* **Available records**:
╔══

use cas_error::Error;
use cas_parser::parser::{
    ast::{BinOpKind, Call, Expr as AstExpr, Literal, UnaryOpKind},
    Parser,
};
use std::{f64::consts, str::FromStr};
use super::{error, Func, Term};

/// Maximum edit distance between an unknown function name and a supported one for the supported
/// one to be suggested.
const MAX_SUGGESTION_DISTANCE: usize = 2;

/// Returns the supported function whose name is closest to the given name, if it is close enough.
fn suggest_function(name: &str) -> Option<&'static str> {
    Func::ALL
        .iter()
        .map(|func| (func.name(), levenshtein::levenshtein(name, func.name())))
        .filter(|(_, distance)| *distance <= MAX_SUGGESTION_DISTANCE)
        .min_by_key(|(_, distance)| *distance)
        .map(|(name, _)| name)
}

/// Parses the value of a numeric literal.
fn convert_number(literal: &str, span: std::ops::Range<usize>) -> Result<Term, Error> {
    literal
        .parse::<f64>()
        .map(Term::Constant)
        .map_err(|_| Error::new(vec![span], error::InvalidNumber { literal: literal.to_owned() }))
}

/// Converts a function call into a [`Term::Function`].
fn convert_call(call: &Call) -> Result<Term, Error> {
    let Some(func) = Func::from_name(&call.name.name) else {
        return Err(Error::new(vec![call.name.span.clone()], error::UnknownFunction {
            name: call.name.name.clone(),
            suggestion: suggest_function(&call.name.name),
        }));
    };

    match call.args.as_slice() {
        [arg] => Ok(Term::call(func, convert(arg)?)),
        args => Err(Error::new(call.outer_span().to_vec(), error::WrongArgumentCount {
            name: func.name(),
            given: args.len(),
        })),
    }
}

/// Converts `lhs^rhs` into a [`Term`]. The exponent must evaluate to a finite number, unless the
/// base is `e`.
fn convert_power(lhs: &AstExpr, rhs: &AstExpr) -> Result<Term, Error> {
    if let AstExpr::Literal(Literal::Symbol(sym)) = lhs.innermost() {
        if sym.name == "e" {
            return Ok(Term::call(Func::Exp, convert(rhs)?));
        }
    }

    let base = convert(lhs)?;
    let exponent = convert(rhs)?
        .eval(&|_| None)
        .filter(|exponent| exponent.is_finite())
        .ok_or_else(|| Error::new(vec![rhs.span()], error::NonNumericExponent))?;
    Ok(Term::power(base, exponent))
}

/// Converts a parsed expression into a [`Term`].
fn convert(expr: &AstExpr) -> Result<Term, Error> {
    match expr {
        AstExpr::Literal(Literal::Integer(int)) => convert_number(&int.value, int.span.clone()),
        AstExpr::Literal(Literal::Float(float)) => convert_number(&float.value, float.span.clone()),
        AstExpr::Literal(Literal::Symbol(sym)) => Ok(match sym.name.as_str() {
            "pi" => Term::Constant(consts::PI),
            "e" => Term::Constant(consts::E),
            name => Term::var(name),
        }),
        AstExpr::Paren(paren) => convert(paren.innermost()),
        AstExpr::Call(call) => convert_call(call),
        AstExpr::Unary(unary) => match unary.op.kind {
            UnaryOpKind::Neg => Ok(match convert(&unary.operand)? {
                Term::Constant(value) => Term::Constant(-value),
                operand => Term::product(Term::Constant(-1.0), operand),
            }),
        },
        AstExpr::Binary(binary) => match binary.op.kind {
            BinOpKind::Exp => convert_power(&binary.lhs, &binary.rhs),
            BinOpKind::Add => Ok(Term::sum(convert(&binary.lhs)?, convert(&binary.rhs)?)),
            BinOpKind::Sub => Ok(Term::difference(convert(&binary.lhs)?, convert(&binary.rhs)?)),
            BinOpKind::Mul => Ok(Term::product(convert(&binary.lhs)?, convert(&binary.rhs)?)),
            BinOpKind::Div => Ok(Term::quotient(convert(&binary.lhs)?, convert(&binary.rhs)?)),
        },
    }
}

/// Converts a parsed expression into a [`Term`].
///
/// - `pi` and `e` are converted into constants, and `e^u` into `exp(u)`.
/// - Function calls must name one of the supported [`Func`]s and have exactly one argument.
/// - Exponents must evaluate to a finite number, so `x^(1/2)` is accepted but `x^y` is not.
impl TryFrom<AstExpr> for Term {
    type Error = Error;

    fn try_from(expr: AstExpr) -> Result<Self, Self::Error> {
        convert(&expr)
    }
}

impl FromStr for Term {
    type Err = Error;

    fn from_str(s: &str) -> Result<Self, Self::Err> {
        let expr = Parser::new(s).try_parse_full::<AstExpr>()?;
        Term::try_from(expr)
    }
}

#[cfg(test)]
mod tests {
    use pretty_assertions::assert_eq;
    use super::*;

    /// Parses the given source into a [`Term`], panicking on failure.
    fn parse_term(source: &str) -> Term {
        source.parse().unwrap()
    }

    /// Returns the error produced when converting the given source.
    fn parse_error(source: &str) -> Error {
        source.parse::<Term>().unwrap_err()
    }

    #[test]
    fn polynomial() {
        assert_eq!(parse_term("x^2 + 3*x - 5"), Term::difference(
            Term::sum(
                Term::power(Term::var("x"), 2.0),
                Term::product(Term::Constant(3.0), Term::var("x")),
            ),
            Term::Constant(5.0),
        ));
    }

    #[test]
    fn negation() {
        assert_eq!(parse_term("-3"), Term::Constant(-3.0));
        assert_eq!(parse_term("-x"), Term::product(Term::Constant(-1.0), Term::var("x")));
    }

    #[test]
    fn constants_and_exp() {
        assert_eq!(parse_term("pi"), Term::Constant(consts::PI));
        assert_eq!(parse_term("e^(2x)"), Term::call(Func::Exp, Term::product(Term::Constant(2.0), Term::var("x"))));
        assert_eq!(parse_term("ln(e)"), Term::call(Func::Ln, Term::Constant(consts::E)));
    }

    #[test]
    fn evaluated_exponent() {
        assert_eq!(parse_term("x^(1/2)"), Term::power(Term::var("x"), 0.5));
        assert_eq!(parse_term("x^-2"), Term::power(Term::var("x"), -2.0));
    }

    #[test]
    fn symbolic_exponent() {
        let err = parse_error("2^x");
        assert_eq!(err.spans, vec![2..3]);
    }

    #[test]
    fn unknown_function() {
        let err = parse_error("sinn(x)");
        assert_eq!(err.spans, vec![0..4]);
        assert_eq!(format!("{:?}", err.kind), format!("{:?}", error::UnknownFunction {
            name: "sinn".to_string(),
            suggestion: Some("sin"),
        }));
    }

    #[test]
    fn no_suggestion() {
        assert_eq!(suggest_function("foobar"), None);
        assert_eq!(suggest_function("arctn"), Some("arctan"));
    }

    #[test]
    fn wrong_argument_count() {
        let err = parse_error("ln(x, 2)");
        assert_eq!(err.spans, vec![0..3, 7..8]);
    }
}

╚══
╔══

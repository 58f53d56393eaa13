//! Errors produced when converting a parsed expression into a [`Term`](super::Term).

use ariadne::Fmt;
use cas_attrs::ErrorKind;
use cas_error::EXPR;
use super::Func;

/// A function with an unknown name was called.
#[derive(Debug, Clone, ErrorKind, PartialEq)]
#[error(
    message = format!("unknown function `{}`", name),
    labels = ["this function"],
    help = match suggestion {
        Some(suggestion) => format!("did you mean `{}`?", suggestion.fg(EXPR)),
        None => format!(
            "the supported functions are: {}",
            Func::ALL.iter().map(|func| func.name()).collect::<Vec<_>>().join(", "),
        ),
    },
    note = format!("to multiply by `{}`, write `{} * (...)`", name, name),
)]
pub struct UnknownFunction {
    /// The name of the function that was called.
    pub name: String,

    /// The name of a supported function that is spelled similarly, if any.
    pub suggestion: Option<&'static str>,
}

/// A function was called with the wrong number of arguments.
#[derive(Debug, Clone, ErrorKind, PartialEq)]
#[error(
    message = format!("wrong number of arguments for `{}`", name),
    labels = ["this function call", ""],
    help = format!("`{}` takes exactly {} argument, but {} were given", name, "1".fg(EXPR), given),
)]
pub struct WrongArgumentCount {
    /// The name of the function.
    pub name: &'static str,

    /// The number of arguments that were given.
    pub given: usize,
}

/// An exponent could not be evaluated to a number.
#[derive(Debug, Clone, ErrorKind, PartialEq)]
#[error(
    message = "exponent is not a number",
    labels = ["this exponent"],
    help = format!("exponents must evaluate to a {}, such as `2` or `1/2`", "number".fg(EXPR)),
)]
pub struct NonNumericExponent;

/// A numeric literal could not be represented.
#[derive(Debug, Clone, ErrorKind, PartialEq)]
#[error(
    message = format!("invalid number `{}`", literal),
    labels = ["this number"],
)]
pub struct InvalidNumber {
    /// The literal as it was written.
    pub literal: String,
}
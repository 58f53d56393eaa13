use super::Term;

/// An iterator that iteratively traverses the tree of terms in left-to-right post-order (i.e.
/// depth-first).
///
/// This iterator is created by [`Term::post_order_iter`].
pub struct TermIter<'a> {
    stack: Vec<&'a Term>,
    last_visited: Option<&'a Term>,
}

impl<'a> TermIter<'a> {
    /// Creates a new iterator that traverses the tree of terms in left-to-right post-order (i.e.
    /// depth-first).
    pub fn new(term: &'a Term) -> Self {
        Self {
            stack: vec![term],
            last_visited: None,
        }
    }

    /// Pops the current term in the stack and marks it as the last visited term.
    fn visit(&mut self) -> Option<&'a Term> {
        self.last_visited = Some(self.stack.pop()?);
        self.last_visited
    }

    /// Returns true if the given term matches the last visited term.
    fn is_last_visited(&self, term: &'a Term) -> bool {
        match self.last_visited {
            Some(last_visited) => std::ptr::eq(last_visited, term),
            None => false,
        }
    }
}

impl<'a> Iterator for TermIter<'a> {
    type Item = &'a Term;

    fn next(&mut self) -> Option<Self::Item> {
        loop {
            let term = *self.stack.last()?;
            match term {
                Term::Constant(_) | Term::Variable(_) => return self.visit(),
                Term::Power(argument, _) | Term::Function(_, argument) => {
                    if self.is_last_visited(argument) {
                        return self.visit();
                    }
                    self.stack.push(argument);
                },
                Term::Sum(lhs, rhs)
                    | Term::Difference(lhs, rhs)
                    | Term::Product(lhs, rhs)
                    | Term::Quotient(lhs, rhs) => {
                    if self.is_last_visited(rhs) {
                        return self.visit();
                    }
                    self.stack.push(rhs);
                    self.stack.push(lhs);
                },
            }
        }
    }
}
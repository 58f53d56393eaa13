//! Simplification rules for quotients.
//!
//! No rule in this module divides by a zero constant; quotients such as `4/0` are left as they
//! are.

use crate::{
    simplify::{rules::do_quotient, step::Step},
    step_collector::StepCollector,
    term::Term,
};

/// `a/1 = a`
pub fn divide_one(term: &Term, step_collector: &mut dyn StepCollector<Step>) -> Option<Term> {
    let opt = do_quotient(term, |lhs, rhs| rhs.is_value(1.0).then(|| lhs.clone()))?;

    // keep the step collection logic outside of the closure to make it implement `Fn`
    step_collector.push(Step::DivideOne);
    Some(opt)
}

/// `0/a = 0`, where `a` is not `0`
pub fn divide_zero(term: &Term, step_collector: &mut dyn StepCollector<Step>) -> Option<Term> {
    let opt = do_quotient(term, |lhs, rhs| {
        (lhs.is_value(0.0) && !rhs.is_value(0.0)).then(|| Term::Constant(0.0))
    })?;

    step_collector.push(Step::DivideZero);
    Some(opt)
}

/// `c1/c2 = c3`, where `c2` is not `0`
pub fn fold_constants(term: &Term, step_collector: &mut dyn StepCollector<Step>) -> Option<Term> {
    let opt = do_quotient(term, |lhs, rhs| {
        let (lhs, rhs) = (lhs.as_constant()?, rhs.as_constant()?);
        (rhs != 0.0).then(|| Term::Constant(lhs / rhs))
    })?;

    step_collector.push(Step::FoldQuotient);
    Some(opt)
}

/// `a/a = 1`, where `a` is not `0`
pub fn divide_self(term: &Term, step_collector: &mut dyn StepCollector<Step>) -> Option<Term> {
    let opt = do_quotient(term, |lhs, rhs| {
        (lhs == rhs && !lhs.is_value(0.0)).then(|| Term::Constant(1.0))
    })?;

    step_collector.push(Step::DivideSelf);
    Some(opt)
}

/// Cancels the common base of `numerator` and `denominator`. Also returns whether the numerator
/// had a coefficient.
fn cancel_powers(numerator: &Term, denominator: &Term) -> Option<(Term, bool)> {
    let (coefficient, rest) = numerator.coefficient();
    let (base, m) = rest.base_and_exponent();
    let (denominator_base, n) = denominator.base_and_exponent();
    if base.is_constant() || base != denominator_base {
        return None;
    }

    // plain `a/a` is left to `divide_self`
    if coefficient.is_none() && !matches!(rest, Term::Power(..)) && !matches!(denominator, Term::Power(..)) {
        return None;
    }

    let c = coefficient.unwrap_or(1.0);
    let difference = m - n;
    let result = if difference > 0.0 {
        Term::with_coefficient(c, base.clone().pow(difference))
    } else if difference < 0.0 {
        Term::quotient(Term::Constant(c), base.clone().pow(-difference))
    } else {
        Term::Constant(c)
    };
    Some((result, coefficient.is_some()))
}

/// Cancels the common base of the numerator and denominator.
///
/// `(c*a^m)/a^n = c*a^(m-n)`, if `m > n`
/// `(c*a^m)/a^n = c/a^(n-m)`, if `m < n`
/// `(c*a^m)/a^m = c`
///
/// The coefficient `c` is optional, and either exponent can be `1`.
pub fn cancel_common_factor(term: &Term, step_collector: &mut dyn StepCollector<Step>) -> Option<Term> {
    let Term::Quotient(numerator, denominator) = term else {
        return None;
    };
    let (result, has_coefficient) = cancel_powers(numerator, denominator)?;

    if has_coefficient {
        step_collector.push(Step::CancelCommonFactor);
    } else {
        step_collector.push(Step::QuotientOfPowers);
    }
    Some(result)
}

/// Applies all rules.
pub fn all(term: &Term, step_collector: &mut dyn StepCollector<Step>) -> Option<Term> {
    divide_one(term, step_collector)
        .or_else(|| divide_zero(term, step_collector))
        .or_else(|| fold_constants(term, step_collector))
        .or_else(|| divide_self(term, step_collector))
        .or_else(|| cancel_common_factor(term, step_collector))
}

╚══

* **Work instruction**: Go through the entries above and pull out each line with "StepCollector" in it.

* **Exercise result**:
    step_collector::StepCollector,
pub fn divide_one(term: &Term, step_collector: &mut dyn StepCollector<Step>) -> Option<Term> {
pub fn divide_zero(term: &Term, step_collector: &mut dyn StepCollector<Step>) -> Option<Term> {
pub fn fold_constants(term: &Term, step_collector: &mut dyn StepCollector<Step>) -> Option<Term> {
pub fn divide_self(term: &Term, step_collector: &mut dyn StepCollector<Step>) -> Option<Term> {
pub fn cancel_common_factor(term: &Term, step_collector: &mut dyn StepCollector<Step>) -> Option<Term> {
pub fn all(term: &Term, step_collector: &mut dyn StepCollector<Step>) -> Option<Term> {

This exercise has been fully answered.